Tribunal judiciaire de Paris, ord. réf., 12 novembre 2024, n°24/57625
Le Président du Tribunal judiciaire de Paris a ordonné au service de messagerie Telegram de communiquer à Free de nombreuses informations relatives au compte d’un utilisateur de son service utilisé dans le cadre d’une affaire de rançongiciel.
Free victime de rançongiciel
A la suite d’un piratage informatique ayant conduit au détournement de données personnelles et bancaires de ses abandonnés, Free s’est vue réclamer une rançon via le service de messagerie Telegram, en échange de la restitution des données piratées.
Refusant de donner suite, Free a déposé plainte auprès du Procureur de la République.
Free a par ailleurs saisi le Président du Tribunal judiciaire de Paris afin qu’il ordonne à Telegram la communication de diverses données du compte d’un de ses utilisateurs, utilisé pour l’envoi de la demande de rançon.
La difficulté d’obtention des données de connexion (adresses IP)
Si la communication des données d’identité de l’utilisateur du compte Telegram litigieux ne posait pas de difficulté, dès lors que les actes dénoncés par Free constituent manifestement des infractions pénales, il n’en est pas de même de sa demande de communication de données techniques, à savoir les données de connexion de l’utilisateur.
En effet, ces données ne peuvent être conservées par les opérateurs de communications électroniques comme Telegram, que pour les besoins de la lutte contre la criminalité grave et pour une durée d’un an à compter de la connexion ou de l’utilisation des équipements terminaux (article 34-1, II bis du Code des postes et des communications électroniques).
Par conséquent, afin d’obtenir communication des données de connexion, Free devait donc démontrer que les faits dénoncés étaient susceptibles d’entrer dans le cadre de la criminalité grave.
La société Telegram condamnée à communiquer un large éventail de données
Après analyse des qualifications susceptibles d’être retenues pour les faits dénoncés par Free (à savoir : (i) accès et maintien frauduleux dans un système de traitement automatisé de données (« STAD »), (ii) extractions et détentions frauduleuses de données contenues dans un STAD et (iii) tentative d’escroquerie, infractions susceptibles de 3 à 5 ans d’emprisonnement et de 100 000 à 375 000 euros d’amende), le Président du Tribunal judiciaire de Paris considère que la demande de Free est fondée.
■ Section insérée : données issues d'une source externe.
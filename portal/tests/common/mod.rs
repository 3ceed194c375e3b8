// This file is part of the product NoPressure.
// SPDX-FileCopyrightText: 2025-2026 Zivatar Limited
// SPDX-License-Identifier: AGPL-3.0-or-later
// The code and documentation in this repository is licensed under the GNU Affero General Public License v3.0 or later (AGPL-3.0-or-later). See LICENSE.

#![allow(dead_code)]

use actix_web::dev::{ServiceFactory, ServiceRequest, ServiceResponse};
use actix_web::http::header;
use actix_web::{App, test, web};
use image::{DynamicImage, ImageFormat, RgbImage};
use portal::api;
use portal::app_state::AppState;
use portal::bootstrap::admin::ensure_admin;
use portal::config::ValidatedConfig;
use portal::public;
use portal::runtime_paths::RuntimePaths;
use portal::store::ContentStore;
use portal::util::TestConfigBuilder;
use portal::util::test_fixtures::TestFixtureRoot;
use std::io::Cursor;

pub const ADMIN_USERNAME: &str = "admin";
pub const ADMIN_PASSWORD: &str = "admin123";
pub const BOUNDARY: &str = "portal-test-boundary-7MA4YWxkTrZu0gW";

pub struct TestHarness {
    pub fixture: TestFixtureRoot,
    pub runtime_paths: RuntimePaths,
    pub app_state: web::Data<AppState>,
}

impl TestHarness {
    pub fn new() -> Self {
        Self::with_config(TestConfigBuilder::new().build())
    }

    pub fn with_config(config: ValidatedConfig) -> Self {
        let fixture = TestFixtureRoot::new_unique("api-test-suite").expect("fixture root");
        let runtime_paths = fixture.runtime_paths().expect("runtime paths");

        let store =
            ContentStore::open(&runtime_paths.database_file, &config.database).expect("store");
        ensure_admin(&store, &config).expect("seed admin");

        let app_state = AppState::new(config, &runtime_paths, store).expect("app state");

        Self {
            fixture,
            runtime_paths,
            app_state: web::Data::new(app_state),
        }
    }
}

pub fn build_test_app(
    app_state: web::Data<AppState>,
) -> App<
    impl ServiceFactory<
        ServiceRequest,
        Config = (),
        Response = ServiceResponse,
        Error = actix_web::Error,
        InitError = (),
    >,
> {
    App::new()
        .app_data(app_state)
        .configure(api::configure)
        .configure(public::configure)
}

/// A multipart body with a single part. `filename: None` makes it a plain form field.
pub fn multipart_body(field: &str, filename: Option<&str>, bytes: &[u8]) -> Vec<u8> {
    let mut body = Vec::new();
    body.extend_from_slice(format!("--{}\r\n", BOUNDARY).as_bytes());
    match filename {
        Some(name) => body.extend_from_slice(
            format!(
                "Content-Disposition: form-data; name=\"{}\"; filename=\"{}\"\r\nContent-Type: application/octet-stream\r\n\r\n",
                field, name
            )
            .as_bytes(),
        ),
        None => body.extend_from_slice(
            format!("Content-Disposition: form-data; name=\"{}\"\r\n\r\n", field).as_bytes(),
        ),
    }
    body.extend_from_slice(bytes);
    body.extend_from_slice(format!("\r\n--{}--\r\n", BOUNDARY).as_bytes());
    body
}

pub fn multipart_request(
    uri: &str,
    field: &str,
    filename: Option<&str>,
    bytes: &[u8],
) -> test::TestRequest {
    test::TestRequest::post()
        .uri(uri)
        .insert_header((
            header::CONTENT_TYPE,
            format!("multipart/form-data; boundary={}", BOUNDARY),
        ))
        .set_payload(multipart_body(field, filename, bytes))
}

pub fn encode_image(img: RgbImage, format: ImageFormat) -> Vec<u8> {
    let mut out = Cursor::new(Vec::new());
    DynamicImage::ImageRgb8(img)
        .write_to(&mut out, format)
        .expect("encode test image");
    out.into_inner()
}

pub async fn read_json(resp: ServiceResponse) -> serde_json::Value {
    let body = test::read_body(resp).await;
    serde_json::from_slice(&body).expect("json body")
}
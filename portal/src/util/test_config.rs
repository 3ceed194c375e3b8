// This file is part of the product NoPressure.
// SPDX-FileCopyrightText: 2025-2026 Zivatar Limited
// SPDX-License-Identifier: AGPL-3.0-or-later
// The code and documentation in this repository is licensed under the GNU Affero General Public License v3.0 or later (AGPL-3.0-or-later). See LICENSE.

use crate::config::{
    AdminConfig, AppConfig, DatabaseConfig, JournalMode, LoggingConfig, SeedConfig, ServerConfig,
    UploadConfig, ValidatedConfig,
};

#[derive(Debug, Clone)]
pub struct TestConfigBuilder {
    config: ValidatedConfig,
}

impl Default for TestConfigBuilder {
    fn default() -> Self {
        Self::new()
    }
}

impl TestConfigBuilder {
    pub fn new() -> Self {
        Self {
            config: ValidatedConfig {
                server: ServerConfig {
                    host: "127.0.0.1".to_string(),
                    port: 3001,
                    workers: 1,
                },
                logging: LoggingConfig {
                    level: "info".to_string(),
                },
                app: AppConfig {
                    name: "Test Portal".to_string(),
                    description: "Portal used by the test suite".to_string(),
                },
                upload: UploadConfig {
                    max_file_size_mb: 100,
                },
                database: DatabaseConfig {
                    file: "portal.sqlite".to_string(),
                    busy_timeout_ms: 5_000,
                    journal_mode: JournalMode::Wal,
                },
                admin: AdminConfig {
                    username: "admin".to_string(),
                    initial_password: "admin123".to_string(),
                },
                seed: SeedConfig {
                    demo_content: false,
                },
            },
        }
    }

    pub fn with_max_file_size_mb(mut self, mb: u64) -> Self {
        self.config.upload.max_file_size_mb = mb;
        self
    }

    pub fn with_admin(mut self, username: &str, password: &str) -> Self {
        self.config.admin.username = username.to_string();
        self.config.admin.initial_password = password.to_string();
        self
    }

    pub fn with_journal_mode(mut self, mode: JournalMode) -> Self {
        self.config.database.journal_mode = mode;
        self
    }

    pub fn build(self) -> ValidatedConfig {
        self.config
    }
}

pub fn test_config() -> ValidatedConfig {
    TestConfigBuilder::new().build()
}
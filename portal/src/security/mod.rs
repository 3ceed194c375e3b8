// This file is part of the product NoPressure.
// SPDX-FileCopyrightText: 2025-2026 Zivatar Limited
// SPDX-License-Identifier: AGPL-3.0-or-later
// The code and documentation in this repository is licensed under the GNU Affero General Public License v3.0 or later (AGPL-3.0-or-later). See LICENSE.

mod path;

pub use path::{
    ContainmentError, MAX_FILE_NAME_BYTES, canonical_path_checks, validate_flat_file_name,
};
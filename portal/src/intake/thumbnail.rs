// This file is part of the product NoPressure.
// SPDX-FileCopyrightText: 2025-2026 Zivatar Limited
// SPDX-License-Identifier: AGPL-3.0-or-later
// The code and documentation in this repository is licensed under the GNU Affero General Public License v3.0 or later (AGPL-3.0-or-later). See LICENSE.

use super::IntakeError;
use image::imageops::FilterType;
use image::{ImageFormat, ImageReader};
use std::io::Cursor;

pub const ICON_SIZE: u32 = 128;

/// Scales the image to cover a square of `ICON_SIZE`, crops the overflow around the
/// centre and re-encodes the result as PNG. The input format is sniffed from the bytes.
pub fn cover_thumbnail_png(bytes: &[u8]) -> Result<Vec<u8>, IntakeError> {
    let source = ImageReader::new(Cursor::new(bytes))
        .with_guessed_format()
        .map_err(|err| IntakeError::Processing(err.to_string()))?
        .decode()
        .map_err(|err| IntakeError::Processing(err.to_string()))?;

    let thumbnail = source.resize_to_fill(ICON_SIZE, ICON_SIZE, FilterType::Lanczos3);

    let mut encoded = Cursor::new(Vec::new());
    thumbnail
        .write_to(&mut encoded, ImageFormat::Png)
        .map_err(|err| IntakeError::Processing(err.to_string()))?;
    Ok(encoded.into_inner())
}
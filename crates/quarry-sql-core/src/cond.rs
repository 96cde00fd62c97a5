//! Condition trees for WHERE and HAVING clauses.
//!
//! A [`WhereValue`] is the multi-shape condition input: an ordered mapping
//! (implicit AND), a sequence, a scalar, an expression node, or nothing.
//! Mappings iterate in insertion order, so generated SQL is deterministic for
//! a given input.

use crate::expr::SqlExpr;
use crate::value::{SqlValue, ToSqlValue};

/// A node in a condition tree.
#[derive(Debug, Clone, PartialEq, Default)]
pub enum WhereValue {
    /// No condition.
    #[default]
    Null,
    /// A scalar operand.
    Value(SqlValue),
    /// An ordered sequence; treated as AND when every element is a mapping,
    /// otherwise as a raw fragment followed by its replacements.
    List(Vec<WhereValue>),
    /// An ordered mapping from keys (attributes, operators, dotted JSON
    /// paths, delimited column strings) to operands; implicit AND.
    Map(Vec<(String, WhereValue)>),
    /// An expression node.
    Expr(SqlExpr),
    /// A predicate synthesised by the select planner, emitted verbatim.
    Injected(String),
}

impl WhereValue {
    /// Returns `true` when the node lowers to nothing.
    #[must_use]
    pub fn is_empty(&self) -> bool {
        match self {
            Self::Null => true,
            Self::List(items) => items.is_empty(),
            Self::Map(pairs) => pairs.is_empty(),
            _ => false,
        }
    }

    /// Builds a list node from convertible items.
    pub fn list<T, I>(items: I) -> Self
    where
        T: Into<WhereValue>,
        I: IntoIterator<Item = T>,
    {
        Self::List(items.into_iter().map(Into::into).collect())
    }

    /// Combines two conditions with AND, dropping empty sides.
    #[must_use]
    pub fn and(self, other: WhereValue) -> Self {
        match (self.is_empty(), other.is_empty()) {
            (true, true) => Self::Null,
            (true, false) => other,
            (false, true) => self,
            (false, false) => Self::List(vec![self, other]),
        }
    }
}

macro_rules! where_value_from {
    ($($ty:ty),+ $(,)?) => {
        $(
            impl From<$ty> for WhereValue {
                fn from(value: $ty) -> Self {
                    Self::Value(value.to_sql_value())
                }
            }
        )+
    };
}

where_value_from!(
    bool,
    i16,
    i32,
    i64,
    u32,
    f32,
    f64,
    String,
    &str,
    SqlValue,
    chrono::DateTime<chrono::Utc>
);

impl From<SqlExpr> for WhereValue {
    fn from(expr: SqlExpr) -> Self {
        Self::Expr(expr)
    }
}

/// Builds a [`WhereValue::Map`] preserving the written key order.
///
/// ```
/// use quarry_sql_core::where_map;
///
/// let cond = where_map! {
///     "name" => "Alice",
///     "age" => where_map! { "$gte" => 18 },
/// };
/// # let _ = cond;
/// ```
#[macro_export]
macro_rules! where_map {
    () => {
        $crate::WhereValue::Map(Vec::new())
    };
    ($($key:expr => $value:expr),+ $(,)?) => {
        $crate::WhereValue::Map(vec![
            $( ($key.to_string(), $crate::WhereValue::from($value)) ),+
        ])
    };
}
Il ordonne donc à Telegram de lui communiquer notamment « toutes les données d’identification » de la personne titulaire du compte ayant permis d’envoyer la demande de rançon, mais également, « toutes informations utiles à l’identification de la personne recherchée […], toutes les informations disponibles dans ce contexte légal, et qui pourraient se rapporter à tout autre nouveau compte ou fonctionnalité de messagerie Telegram qui seraient utilisés par le pirate ».
Ces mesures conduisent par conséquent à la communication de données techniques de connexion, à savoir « la ou les adresses IP qui ont pu être recueillies lors de la création du compte Telegram ».
Cette ordonnance constitue une illustration des rares cas permettant d’obtenir la communication de données identifiantes et particulièrement les données techniques telles les adresses IP.
La communication de ces dernières données est en effet régulièrement refusée. A cet égard, la Cour d’appel de Paris a considéré récemment (CA Paris, 10 septembre 2024, n° 23/16504) que des faits qualifiables d’usurpation d’identité, infraction punie d’un an d’emprisonnement et de 15 000 euros d’amende, ne justifiait pas la communication des adresses IP de l’auteur soupçonné.